_Task brief_
Everything from the line containing "reversed = selected;" through the line containing "let modified = if" should be repeated exactly, and nothing else from the data.

================================

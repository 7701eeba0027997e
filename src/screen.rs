//! Screen drawing: text rows with syntax colors, status bar, message bar.

use anyhow::Result;
use crossterm::{
    cursor::{Hide, MoveTo, Show},
    queue,
    style::{Attribute, Color, Print, ResetColor, SetAttribute, SetBackgroundColor, SetForegroundColor},
    terminal::{Clear, ClearType},
};
use milo_buffer::{Buffer, Cursor, Row, Selection};
use std::io::{self, Write};

use crate::theme::Theme;

const VERSION: &str = env!("CARGO_PKG_VERSION");

/// Everything the renderer needs for one frame, borrowed from the editor.
pub struct View<'a> {
    pub buffer: &'a Buffer,
    pub selection: Option<Selection>,
    pub theme: &'a Theme,
    pub cursor: Cursor,
    /// Visual column of the cursor within its row.
    pub rx: usize,
    pub row_off: usize,
    pub col_off: usize,
    pub message: &'a str,
}

/// Screen geometry. The last two terminal rows are reserved for the
/// status bar and the message bar.
#[derive(Debug, Clone, Copy)]
pub struct Screen {
    pub cols: usize,
    pub text_rows: usize,
}

impl Screen {
    pub fn new(cols: u16, rows: u16) -> Self {
        Self {
            cols: cols as usize,
            text_rows: (rows as usize).saturating_sub(2),
        }
    }

    /// Redraw the whole frame and position the terminal cursor.
    pub fn refresh(&self, view: &View) -> Result<()> {
        let mut out = io::stdout().lock();
        queue!(out, Hide, MoveTo(0, 0))?;

        for y in 0..self.text_rows {
            self.draw_text_row(&mut out, view, y)?;
            queue!(out, Clear(ClearType::UntilNewLine), Print("\r\n"))?;
        }
        self.draw_status_bar(&mut out, view)?;
        self.draw_message_bar(&mut out, view)?;

        let cursor_x = view.rx.saturating_sub(view.col_off).min(self.cols.saturating_sub(1));
        let cursor_y = view.cursor.line.saturating_sub(view.row_off).min(self.text_rows.saturating_sub(1));
        queue!(out, MoveTo(cursor_x as u16, cursor_y as u16), Show)?;
        out.flush()?;
        Ok(())
    }

    fn draw_text_row(&self, out: &mut impl Write, view: &View, y: usize) -> Result<()> {
        let file_row = y + view.row_off;
        let Some(row) = view.buffer.row(file_row) else {
            if view.buffer.is_empty() && view.buffer.path().is_none() && y == self.text_rows / 3 {
                self.draw_welcome(out)?;
            } else {
                queue!(out, Print("~"))?;
            }
            return Ok(());
        };

        let render = row.render();
        let highlight = row.highlight();
        let span = view
            .selection
            .map(|sel| selected_visual_span(row, file_row, &sel, view.buffer.tab_stop()))
            .unwrap_or(None);

        let last = render.len().min(view.col_off + self.cols);
        let mut current_color: Option<Color> = None;
        let mut reversed = false;
        for vx in view.col_off..last {
            let selected = span.is_some_and(|(s, e)| vx >= s && vx < e);
            if selected != reversed {
                let attr = if selected { Attribute::Reverse } else { Attribute::NoReverse };
                queue!(out, SetAttribute(attr))?;
                reversed = selected;
            }
            let color = view.theme.color_for(highlight[vx]);
            if current_color != Some(color) {
                queue!(out, SetForegroundColor(color))?;
                current_color = Some(color);
            }
            let byte = render[vx];
            if byte.is_ascii_control() {
                // Control bytes render as printable placeholders so the
                // grid never receives a raw control character.
                let shown = if byte < 26 { (b'@' + byte) as char } else { '?' };
                queue!(out, SetAttribute(Attribute::Reverse), Print(shown), SetAttribute(Attribute::NoReverse))?;
                if reversed {
                    queue!(out, SetAttribute(Attribute::Reverse))?;
                }
            } else {
                queue!(out, Print(byte as char))?;
            }
        }
        if reversed {
            queue!(out, SetAttribute(Attribute::NoReverse))?;
        }
        queue!(out, ResetColor)?;
        Ok(())
    }

    fn draw_welcome(&self, out: &mut impl Write) -> Result<()> {
        let mut banner = format!("milo editor -- version {}", VERSION);
        clip_line(&mut banner, self.cols);
        let padding = (self.cols.saturating_sub(banner.len())) / 2;
        if padding > 0 {
            queue!(out, Print("~"))?;
            queue!(out, Print(" ".repeat(padding.saturating_sub(1))))?;
        }
        queue!(out, Print(banner))?;
        Ok(())
    }

    fn draw_status_bar(&self, out: &mut impl Write, view: &View) -> Result<()> {
        let name = view.buffer.file_name().unwrap_or("[No Name]");
        let modified = if view.buffer.is_dirty() { " (modified)" } else { "" };
        let mut left = format!(" {:.20} - {} lines{}", name, view.buffer.len(), modified);
        let filetype = view.buffer.syntax().map(|s| s.name).unwrap_or("no ft");
        let right = format!("{} | {}/{} ", filetype, view.cursor.line + 1, view.buffer.len());

        clip_line(&mut left, self.cols);
        let mut bar = left;
        if bar.len() + right.len() <= self.cols {
            bar.push_str(&" ".repeat(self.cols - bar.len() - right.len()));
            bar.push_str(&right);
        } else {
            bar.push_str(&" ".repeat(self.cols - bar.len()));
        }
        queue!(
            out,
            SetForegroundColor(view.theme.status_fg),
            SetBackgroundColor(view.theme.status_bg),
            Print(bar),
            ResetColor,
            Print("\r\n"),
        )?;
        Ok(())
    }

    fn draw_message_bar(&self, out: &mut impl Write, view: &View) -> Result<()> {
        queue!(out, Clear(ClearType::UntilNewLine))?;
        let mut msg = view.message.to_string();
        clip_line(&mut msg, self.cols);
        queue!(out, Print(msg))?;
        Ok(())
    }
}

/// Cut a line down to at most `max` bytes without splitting a multi-byte
/// character. `String::truncate` panics off a char boundary, so back up to
/// the nearest one.
fn clip_line(line: &mut String, max: usize) {
    if line.len() <= max {
        return;
    }
    let mut end = max;
    while !line.is_char_boundary(end) {
        end -= 1;
    }
    line.truncate(end);
}

/// Visual-cell span of the selection on one row, half-open.
///
/// The tail column is part of the selection, so the exclusive bound is
/// the visual column just past the tail character. Rows between head
/// and tail are selected end to end.
fn selected_visual_span(
    row: &Row,
    line: usize,
    sel: &Selection,
    tab_stop: usize,
) -> Option<(usize, usize)> {
    let sel = sel.canonical();
    let (start, end) = (sel.start(), sel.end());
    if line < start.line || line > end.line {
        return None;
    }
    let vstart = if line == start.line {
        row.visual_col(start.column.min(row.len()), tab_stop)
    } else {
        0
    };
    let vend = if line == end.line {
        if end.column >= row.len() {
            row.render().len()
        } else {
            row.visual_col(end.column + 1, tab_stop)
        }
    } else {
        row.render().len()
    };
    Some((vstart, vend.max(vstart)))
}

#[cfg(test)]
mod tests {
    use super::*;

    fn single_row(text: &[u8]) -> Buffer {
        let mut buffer = Buffer::new(8);
        buffer.insert_row(0, text);
        buffer
    }

    #[test]
    fn span_outside_selected_lines() {
        let buffer = single_row(b"hello");
        let r = buffer.row(0).unwrap();
        let sel = Selection::new(Cursor::at(1, 0), Cursor::at(2, 3));
        assert_eq!(selected_visual_span(r, 0, &sel, 8), None);
        assert_eq!(selected_visual_span(r, 3, &sel, 8), None);
    }

    #[test]
    fn span_interior_row_is_full_width() {
        let buffer = single_row(b"hello");
        let r = buffer.row(0).unwrap();
        let sel = Selection::new(Cursor::at(0, 2), Cursor::at(2, 1));
        assert_eq!(selected_visual_span(r, 1, &sel, 8), Some((0, 5)));
    }

    #[test]
    fn span_tail_column_inclusive() {
        let buffer = single_row(b"hello");
        let r = buffer.row(0).unwrap();
        let sel = Selection::new(Cursor::at(0, 1), Cursor::at(0, 3));
        assert_eq!(selected_visual_span(r, 0, &sel, 8), Some((1, 4)));
    }

    #[test]
    fn span_tab_tail_covers_whole_tab() {
        // "a\tb": tab occupies visual cells 1..8
        let buffer = single_row(b"a\tb");
        let r = buffer.row(0).unwrap();
        let sel = Selection::new(Cursor::at(0, 0), Cursor::at(0, 1));
        assert_eq!(selected_visual_span(r, 0, &sel, 8), Some((0, 8)));
    }

    #[test]
    fn span_reversed_selection_normalized() {
        let buffer = single_row(b"hello");
        let r = buffer.row(0).unwrap();
        let sel = Selection::new(Cursor::at(0, 3), Cursor::at(0, 1));
        assert_eq!(selected_visual_span(r, 0, &sel, 8), Some((1, 4)));
    }

    #[test]
    fn clip_line_backs_up_to_a_char_boundary() {
        let mut s = String::from("aéz");
        clip_line(&mut s, 2);
        assert_eq!(s, "a");

        let mut s = String::from("ééé");
        clip_line(&mut s, 3);
        assert_eq!(s, "é");

        let mut s = String::from("short");
        clip_line(&mut s, 10);
        assert_eq!(s, "short");
    }

    #[test]
    fn bars_clip_multibyte_text_on_a_narrow_screen() {
        let buffer = Buffer::new(8);
        let theme = crate::theme::Theme::from_name("dark");
        let view = View {
            buffer: &buffer,
            selection: None,
            theme: &theme,
            cursor: Cursor::new(),
            rx: 0,
            row_off: 0,
            col_off: 0,
            message: "ééé",
        };
        let screen = Screen {
            cols: 3,
            text_rows: 1,
        };
        let mut out = Vec::new();
        screen.draw_message_bar(&mut out, &view).unwrap();
        screen.draw_status_bar(&mut out, &view).unwrap();
    }
}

================================

_Solution below_
                reversed = selected;
            }
            let color = view.theme.color_for(highlight[vx]);
            if current_color != Some(color) {
                queue!(out, SetForegroundColor(color))?;
                current_color = Some(color);
            }
            let byte = render[vx];
            if byte.is_ascii_control() {
                // Control bytes render as printable placeholders so the
                // grid never receives a raw control character.
                let shown = if byte < 26 { (b'@' + byte) as char } else { '?' };
                queue!(out, SetAttribute(Attribute::Reverse), Print(shown), SetAttribute(Attribute::NoReverse))?;
                if reversed {
                    queue!(out, SetAttribute(Attribute::Reverse))?;
                }
            } else {
                queue!(out, Print(byte as char))?;
            }
        }
        if reversed {
            queue!(out, SetAttribute(Attribute::NoReverse))?;
        }
        queue!(out, ResetColor)?;
        Ok(())
    }

    fn draw_welcome(&self, out: &mut impl Write) -> Result<()> {
        let mut banner = format!("milo editor -- version {}", VERSION);
        clip_line(&mut banner, self.cols);
        let padding = (self.cols.saturating_sub(banner.len())) / 2;
        if padding > 0 {
            queue!(out, Print("~"))?;
            queue!(out, Print(" ".repeat(padding.saturating_sub(1))))?;
        }
        queue!(out, Print(banner))?;
        Ok(())
    }

    fn draw_status_bar(&self, out: &mut impl Write, view: &View) -> Result<()> {
        let name = view.buffer.file_name().unwrap_or("[No Name]");
        let modified = if view.buffer.is_dirty() { " (modified)" } else { "" };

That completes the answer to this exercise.